**PROBLEM DESCRIPTION**
Look through the data for the string "ClientError". Copy every line where it is found.

**DATA EXTRACT**
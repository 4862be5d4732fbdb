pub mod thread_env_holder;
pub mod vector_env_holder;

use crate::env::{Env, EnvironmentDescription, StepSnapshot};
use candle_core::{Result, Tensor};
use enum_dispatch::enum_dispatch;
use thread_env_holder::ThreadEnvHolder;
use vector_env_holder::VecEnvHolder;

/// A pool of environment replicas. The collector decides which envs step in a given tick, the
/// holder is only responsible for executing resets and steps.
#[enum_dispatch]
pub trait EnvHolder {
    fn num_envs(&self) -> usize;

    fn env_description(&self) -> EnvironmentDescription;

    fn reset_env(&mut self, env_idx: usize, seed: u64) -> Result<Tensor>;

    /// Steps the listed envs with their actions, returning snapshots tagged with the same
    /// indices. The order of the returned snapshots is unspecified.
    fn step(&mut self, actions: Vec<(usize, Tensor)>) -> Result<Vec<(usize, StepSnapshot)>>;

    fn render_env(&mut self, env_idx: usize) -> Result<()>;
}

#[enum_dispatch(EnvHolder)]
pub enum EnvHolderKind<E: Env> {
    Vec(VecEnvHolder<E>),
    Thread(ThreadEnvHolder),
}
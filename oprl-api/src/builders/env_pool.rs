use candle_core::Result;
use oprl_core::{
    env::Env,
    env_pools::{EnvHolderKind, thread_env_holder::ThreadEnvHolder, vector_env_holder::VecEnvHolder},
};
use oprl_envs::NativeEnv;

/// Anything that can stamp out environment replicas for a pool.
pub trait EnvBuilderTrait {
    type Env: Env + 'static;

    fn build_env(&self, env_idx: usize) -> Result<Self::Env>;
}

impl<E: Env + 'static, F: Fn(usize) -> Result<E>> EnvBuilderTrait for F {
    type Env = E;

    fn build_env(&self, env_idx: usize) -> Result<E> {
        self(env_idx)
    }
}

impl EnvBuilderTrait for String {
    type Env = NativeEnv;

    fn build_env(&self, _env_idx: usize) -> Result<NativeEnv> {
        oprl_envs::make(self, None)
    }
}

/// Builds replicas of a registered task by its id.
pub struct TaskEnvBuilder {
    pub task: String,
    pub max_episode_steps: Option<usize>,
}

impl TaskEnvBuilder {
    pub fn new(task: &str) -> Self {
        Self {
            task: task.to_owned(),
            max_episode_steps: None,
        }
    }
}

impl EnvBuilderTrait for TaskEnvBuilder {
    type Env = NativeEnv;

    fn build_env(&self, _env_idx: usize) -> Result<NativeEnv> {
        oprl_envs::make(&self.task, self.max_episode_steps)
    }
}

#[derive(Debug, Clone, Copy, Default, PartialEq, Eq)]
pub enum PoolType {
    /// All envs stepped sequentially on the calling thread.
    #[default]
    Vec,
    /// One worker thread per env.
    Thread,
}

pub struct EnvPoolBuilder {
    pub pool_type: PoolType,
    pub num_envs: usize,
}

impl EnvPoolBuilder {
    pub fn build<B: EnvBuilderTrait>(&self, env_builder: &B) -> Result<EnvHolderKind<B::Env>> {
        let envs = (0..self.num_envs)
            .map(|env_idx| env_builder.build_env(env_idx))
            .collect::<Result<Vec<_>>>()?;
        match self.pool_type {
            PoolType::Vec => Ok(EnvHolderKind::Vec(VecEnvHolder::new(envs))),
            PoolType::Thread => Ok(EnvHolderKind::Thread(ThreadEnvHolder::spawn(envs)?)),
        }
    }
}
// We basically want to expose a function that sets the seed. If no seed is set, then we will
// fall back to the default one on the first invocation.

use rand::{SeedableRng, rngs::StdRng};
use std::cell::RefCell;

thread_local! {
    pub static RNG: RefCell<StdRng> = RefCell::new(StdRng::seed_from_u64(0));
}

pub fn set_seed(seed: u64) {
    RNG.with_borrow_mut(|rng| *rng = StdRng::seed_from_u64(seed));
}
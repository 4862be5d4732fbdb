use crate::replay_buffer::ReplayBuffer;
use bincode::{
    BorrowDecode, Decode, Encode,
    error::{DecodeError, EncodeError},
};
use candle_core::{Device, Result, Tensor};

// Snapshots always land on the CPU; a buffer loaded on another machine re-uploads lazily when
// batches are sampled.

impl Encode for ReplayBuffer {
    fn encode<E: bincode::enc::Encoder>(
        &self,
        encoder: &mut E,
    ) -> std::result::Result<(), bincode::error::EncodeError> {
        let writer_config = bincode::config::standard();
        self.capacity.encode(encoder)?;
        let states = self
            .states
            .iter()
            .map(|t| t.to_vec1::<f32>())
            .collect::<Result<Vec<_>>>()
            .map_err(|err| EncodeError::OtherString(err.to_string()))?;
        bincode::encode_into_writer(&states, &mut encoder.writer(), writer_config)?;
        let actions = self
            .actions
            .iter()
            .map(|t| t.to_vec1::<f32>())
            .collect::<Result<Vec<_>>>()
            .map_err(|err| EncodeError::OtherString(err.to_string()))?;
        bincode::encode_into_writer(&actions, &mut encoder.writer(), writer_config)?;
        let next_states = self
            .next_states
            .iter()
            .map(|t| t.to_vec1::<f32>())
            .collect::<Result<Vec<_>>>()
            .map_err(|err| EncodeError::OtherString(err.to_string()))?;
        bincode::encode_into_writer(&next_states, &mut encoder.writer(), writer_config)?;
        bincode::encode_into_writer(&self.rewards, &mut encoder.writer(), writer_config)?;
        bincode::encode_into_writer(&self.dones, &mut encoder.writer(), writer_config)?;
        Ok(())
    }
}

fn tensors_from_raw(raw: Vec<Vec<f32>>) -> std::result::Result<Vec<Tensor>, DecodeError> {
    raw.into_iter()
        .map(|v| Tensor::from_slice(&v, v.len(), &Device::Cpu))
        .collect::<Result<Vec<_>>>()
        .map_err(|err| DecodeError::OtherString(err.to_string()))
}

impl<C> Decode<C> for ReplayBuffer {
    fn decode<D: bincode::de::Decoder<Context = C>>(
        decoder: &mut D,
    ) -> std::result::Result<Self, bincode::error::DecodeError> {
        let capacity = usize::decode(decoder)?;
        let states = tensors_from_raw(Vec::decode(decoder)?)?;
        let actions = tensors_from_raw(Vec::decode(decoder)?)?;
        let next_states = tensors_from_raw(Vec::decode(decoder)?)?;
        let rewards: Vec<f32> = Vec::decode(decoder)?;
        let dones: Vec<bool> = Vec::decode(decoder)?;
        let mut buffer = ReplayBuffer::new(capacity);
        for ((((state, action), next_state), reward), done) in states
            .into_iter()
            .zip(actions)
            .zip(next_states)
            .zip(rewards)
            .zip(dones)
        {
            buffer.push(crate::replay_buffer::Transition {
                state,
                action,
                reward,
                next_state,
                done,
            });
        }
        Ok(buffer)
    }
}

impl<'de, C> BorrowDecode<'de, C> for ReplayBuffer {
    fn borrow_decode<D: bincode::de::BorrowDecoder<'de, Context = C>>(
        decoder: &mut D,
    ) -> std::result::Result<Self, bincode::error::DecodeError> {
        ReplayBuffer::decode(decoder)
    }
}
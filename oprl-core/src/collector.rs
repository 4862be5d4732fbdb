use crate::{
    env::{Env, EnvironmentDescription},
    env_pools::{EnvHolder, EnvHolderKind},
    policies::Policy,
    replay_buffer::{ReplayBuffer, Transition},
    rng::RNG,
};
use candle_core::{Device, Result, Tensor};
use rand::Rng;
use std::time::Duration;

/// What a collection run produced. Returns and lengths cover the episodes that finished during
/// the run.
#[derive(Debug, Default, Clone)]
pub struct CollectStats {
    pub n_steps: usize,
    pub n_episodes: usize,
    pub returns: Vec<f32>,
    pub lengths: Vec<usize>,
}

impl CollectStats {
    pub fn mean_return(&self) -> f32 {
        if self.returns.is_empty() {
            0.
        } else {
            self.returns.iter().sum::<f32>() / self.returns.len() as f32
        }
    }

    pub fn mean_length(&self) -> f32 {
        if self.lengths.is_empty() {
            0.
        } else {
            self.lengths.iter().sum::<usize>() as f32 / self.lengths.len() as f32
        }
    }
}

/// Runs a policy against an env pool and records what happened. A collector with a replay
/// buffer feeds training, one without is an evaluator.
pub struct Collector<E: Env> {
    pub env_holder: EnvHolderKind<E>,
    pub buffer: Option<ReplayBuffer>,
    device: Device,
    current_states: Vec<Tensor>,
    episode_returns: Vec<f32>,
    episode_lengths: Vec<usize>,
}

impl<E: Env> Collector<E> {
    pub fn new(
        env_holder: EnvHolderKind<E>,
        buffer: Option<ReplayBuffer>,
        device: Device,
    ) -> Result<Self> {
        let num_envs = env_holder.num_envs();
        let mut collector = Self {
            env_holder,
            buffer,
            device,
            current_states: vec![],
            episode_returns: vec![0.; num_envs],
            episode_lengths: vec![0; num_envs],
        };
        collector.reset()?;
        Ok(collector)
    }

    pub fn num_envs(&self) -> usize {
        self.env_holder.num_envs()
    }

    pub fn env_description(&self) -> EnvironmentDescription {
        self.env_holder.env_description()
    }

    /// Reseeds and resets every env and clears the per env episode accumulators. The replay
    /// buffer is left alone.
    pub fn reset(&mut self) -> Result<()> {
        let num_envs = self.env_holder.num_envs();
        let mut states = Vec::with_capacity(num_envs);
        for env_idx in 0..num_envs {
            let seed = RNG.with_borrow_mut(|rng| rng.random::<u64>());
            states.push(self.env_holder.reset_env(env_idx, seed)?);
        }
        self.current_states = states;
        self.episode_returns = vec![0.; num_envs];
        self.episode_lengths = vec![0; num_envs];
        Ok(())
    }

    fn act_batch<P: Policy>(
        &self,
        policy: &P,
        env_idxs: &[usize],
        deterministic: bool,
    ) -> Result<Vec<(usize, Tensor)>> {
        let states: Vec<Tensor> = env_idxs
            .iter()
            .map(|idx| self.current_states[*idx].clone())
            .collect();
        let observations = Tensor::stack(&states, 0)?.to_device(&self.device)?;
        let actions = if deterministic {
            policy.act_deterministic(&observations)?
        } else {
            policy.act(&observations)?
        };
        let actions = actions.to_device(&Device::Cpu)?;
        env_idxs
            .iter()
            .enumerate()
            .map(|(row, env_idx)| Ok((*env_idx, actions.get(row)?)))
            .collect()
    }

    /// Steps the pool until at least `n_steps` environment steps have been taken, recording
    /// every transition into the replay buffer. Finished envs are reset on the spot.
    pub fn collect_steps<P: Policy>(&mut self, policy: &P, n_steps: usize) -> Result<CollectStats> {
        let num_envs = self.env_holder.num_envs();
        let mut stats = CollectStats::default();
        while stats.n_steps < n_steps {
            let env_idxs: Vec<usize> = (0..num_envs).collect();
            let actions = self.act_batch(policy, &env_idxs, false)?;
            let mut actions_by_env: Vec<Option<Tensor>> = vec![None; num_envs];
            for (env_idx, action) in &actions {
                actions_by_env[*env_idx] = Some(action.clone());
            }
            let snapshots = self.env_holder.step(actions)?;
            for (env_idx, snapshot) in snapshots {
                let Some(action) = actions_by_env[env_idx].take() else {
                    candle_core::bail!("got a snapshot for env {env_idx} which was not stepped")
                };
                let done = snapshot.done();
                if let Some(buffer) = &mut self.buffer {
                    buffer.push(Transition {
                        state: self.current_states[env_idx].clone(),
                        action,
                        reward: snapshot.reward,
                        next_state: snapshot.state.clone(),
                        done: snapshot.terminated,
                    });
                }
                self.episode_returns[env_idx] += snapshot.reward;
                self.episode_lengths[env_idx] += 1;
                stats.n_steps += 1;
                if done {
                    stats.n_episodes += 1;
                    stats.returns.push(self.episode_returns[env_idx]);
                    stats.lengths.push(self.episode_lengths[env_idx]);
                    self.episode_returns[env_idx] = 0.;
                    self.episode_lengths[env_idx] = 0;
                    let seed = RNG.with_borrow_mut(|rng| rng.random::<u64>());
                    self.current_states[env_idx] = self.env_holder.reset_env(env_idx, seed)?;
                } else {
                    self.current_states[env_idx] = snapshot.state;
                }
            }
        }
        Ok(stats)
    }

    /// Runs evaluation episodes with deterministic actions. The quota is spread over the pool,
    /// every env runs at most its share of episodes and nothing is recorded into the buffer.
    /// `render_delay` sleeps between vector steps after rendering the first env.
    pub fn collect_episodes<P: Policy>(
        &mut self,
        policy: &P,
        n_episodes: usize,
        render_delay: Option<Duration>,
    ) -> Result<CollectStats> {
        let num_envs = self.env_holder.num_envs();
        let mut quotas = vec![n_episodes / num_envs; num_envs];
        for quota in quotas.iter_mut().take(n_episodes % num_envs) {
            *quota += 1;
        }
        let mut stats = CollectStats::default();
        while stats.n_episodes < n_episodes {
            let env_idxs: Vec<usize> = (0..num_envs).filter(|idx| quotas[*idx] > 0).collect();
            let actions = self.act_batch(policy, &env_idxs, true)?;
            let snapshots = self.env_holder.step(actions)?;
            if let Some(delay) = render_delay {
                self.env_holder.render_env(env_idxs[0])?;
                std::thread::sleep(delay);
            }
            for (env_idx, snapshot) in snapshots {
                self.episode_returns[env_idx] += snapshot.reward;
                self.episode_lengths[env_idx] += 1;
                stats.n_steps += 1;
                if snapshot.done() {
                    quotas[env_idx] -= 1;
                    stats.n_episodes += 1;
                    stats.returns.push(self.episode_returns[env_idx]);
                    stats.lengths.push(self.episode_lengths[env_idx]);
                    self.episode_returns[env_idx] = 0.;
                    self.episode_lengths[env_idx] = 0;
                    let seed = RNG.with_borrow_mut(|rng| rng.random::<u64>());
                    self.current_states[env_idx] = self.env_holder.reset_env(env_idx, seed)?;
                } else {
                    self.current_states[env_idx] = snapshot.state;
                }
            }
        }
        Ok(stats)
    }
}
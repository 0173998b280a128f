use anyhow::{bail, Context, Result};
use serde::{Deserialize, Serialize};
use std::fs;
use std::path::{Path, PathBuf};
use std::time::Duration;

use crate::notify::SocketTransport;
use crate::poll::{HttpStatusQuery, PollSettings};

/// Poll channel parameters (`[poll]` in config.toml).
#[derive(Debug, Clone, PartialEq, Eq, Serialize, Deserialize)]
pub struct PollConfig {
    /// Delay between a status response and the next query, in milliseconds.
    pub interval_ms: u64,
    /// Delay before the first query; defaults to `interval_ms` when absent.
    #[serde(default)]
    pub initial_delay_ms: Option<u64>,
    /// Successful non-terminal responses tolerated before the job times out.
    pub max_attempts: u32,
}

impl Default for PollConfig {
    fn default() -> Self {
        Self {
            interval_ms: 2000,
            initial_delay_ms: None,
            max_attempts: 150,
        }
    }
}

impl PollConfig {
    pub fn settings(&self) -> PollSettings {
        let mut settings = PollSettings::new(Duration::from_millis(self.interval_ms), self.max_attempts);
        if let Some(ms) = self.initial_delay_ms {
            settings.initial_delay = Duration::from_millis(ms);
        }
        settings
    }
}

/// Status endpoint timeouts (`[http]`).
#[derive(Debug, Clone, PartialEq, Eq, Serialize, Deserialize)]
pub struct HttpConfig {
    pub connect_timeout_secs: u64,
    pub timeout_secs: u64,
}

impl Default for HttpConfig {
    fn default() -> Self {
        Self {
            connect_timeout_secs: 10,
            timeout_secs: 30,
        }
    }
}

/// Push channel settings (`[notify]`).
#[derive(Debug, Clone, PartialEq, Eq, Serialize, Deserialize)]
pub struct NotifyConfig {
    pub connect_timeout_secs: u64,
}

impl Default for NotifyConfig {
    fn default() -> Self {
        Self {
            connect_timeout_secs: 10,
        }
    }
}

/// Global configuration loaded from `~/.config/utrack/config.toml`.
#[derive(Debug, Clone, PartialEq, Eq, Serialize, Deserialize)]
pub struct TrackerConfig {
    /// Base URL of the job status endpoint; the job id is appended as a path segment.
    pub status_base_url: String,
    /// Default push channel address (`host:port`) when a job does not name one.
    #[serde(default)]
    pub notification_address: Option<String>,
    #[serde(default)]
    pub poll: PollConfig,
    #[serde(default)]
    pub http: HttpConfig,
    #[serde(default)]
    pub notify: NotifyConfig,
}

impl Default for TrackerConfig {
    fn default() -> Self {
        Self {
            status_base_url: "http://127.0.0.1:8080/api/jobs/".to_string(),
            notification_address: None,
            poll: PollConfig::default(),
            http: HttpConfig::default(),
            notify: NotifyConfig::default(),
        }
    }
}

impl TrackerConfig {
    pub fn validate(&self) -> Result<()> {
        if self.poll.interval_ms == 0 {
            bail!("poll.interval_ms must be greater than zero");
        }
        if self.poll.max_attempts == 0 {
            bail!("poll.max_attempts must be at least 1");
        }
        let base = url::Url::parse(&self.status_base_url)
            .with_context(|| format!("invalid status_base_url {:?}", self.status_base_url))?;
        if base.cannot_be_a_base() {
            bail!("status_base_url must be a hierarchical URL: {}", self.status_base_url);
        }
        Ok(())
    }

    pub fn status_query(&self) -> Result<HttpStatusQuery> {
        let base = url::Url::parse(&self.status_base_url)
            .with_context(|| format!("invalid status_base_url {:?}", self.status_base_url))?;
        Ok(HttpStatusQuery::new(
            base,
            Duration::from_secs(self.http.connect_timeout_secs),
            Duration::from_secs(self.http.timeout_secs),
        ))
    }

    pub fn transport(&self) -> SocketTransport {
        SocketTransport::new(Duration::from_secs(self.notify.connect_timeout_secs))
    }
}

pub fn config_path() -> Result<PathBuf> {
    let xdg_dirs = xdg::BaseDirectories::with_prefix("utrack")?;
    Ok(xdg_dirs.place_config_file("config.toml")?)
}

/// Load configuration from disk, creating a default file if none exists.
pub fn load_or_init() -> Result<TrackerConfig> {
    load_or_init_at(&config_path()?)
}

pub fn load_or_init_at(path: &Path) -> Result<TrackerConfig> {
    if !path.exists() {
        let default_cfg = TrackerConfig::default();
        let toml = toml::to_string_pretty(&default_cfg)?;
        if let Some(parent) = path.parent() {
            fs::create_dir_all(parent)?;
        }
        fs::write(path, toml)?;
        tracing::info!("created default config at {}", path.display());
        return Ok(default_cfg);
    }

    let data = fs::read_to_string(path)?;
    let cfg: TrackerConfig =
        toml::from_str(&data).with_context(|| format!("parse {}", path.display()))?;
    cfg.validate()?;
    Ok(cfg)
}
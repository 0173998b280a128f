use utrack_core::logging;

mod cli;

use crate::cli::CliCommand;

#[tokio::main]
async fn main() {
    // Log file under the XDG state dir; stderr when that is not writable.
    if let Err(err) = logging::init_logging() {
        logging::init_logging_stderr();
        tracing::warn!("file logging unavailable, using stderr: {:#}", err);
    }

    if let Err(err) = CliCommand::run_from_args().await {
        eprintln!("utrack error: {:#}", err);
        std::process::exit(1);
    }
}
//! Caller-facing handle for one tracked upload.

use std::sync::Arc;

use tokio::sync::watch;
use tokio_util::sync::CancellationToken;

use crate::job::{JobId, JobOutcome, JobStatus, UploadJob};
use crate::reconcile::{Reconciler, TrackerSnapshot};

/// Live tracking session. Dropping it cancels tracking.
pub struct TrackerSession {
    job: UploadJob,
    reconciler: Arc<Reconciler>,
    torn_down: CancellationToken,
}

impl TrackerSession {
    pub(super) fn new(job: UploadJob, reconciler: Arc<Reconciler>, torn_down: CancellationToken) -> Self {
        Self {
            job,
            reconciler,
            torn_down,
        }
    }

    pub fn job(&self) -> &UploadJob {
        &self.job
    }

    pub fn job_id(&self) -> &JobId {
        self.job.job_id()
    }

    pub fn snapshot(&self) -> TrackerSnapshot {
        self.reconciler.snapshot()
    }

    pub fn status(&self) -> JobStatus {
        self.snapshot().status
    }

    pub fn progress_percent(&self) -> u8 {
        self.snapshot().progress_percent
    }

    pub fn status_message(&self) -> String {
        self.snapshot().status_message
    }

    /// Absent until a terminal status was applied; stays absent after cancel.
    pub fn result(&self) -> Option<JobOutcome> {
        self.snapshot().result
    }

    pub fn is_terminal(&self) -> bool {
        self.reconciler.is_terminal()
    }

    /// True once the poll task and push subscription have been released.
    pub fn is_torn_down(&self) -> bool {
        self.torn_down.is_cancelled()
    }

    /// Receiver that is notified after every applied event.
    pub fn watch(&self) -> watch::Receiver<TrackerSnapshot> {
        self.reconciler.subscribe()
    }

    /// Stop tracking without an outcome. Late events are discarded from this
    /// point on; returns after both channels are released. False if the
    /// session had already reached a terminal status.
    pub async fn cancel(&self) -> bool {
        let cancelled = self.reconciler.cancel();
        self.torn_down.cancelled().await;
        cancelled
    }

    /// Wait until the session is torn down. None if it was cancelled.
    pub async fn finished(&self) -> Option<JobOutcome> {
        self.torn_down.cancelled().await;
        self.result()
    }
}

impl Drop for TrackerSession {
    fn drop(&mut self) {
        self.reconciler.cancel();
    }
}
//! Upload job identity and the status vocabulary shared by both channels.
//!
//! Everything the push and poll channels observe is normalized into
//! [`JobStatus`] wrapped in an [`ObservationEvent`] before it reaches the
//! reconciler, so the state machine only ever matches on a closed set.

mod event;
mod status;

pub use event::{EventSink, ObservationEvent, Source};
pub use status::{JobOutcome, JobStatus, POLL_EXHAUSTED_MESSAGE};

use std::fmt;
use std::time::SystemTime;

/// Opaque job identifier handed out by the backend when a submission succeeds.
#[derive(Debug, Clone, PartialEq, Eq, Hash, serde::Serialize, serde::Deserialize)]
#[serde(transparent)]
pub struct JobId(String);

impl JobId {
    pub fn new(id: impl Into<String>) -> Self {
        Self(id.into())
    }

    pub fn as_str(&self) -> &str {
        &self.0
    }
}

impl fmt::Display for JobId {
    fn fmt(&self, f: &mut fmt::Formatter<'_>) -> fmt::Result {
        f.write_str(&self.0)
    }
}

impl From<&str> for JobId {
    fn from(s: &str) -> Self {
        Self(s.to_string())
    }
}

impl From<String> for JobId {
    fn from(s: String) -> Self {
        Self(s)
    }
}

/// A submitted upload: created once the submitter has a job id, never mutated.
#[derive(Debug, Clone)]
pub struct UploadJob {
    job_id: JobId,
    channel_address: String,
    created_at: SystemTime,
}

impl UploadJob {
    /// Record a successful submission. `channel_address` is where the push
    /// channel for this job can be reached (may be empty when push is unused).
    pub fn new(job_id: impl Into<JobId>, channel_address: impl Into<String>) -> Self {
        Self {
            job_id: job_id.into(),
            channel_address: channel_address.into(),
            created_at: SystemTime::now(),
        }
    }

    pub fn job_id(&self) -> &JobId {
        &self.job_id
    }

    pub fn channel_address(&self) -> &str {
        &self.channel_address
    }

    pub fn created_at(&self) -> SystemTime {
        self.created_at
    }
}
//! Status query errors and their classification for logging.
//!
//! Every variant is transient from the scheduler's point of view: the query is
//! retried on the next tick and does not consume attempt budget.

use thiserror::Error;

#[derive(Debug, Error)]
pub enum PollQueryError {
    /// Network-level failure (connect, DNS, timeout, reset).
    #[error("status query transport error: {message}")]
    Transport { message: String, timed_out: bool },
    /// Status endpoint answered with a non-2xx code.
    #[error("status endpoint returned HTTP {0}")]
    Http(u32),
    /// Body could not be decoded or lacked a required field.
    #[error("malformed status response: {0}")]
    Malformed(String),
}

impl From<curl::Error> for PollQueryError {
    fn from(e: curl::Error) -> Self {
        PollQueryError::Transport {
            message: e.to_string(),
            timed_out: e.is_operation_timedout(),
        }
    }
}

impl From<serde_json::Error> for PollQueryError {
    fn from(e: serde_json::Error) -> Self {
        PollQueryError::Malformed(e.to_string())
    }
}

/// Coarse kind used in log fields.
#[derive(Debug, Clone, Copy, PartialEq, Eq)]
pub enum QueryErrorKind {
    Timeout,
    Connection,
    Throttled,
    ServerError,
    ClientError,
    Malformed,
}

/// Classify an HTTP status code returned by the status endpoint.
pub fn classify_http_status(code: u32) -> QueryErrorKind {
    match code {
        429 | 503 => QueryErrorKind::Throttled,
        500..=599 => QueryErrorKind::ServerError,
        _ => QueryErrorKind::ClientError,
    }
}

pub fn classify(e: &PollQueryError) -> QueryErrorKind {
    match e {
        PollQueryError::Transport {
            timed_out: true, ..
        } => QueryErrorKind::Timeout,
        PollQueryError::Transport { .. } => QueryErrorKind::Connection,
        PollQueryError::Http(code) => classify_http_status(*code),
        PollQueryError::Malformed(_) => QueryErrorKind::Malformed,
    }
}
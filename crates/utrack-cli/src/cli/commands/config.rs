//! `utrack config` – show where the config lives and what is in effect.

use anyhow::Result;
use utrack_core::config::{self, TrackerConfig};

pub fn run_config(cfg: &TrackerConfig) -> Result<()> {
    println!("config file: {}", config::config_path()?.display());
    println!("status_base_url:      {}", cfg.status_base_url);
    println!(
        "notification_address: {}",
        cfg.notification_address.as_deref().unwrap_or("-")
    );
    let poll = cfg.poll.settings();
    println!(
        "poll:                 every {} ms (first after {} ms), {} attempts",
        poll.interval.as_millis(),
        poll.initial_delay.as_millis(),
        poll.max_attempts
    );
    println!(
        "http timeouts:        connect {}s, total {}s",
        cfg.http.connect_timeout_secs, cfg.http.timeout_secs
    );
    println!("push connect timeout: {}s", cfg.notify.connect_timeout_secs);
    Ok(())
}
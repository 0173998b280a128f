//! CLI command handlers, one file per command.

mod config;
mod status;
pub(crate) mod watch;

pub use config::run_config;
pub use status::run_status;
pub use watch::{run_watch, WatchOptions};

**TASK ANSWER**
    ClientError,
        _ => QueryErrorKind::ClientError,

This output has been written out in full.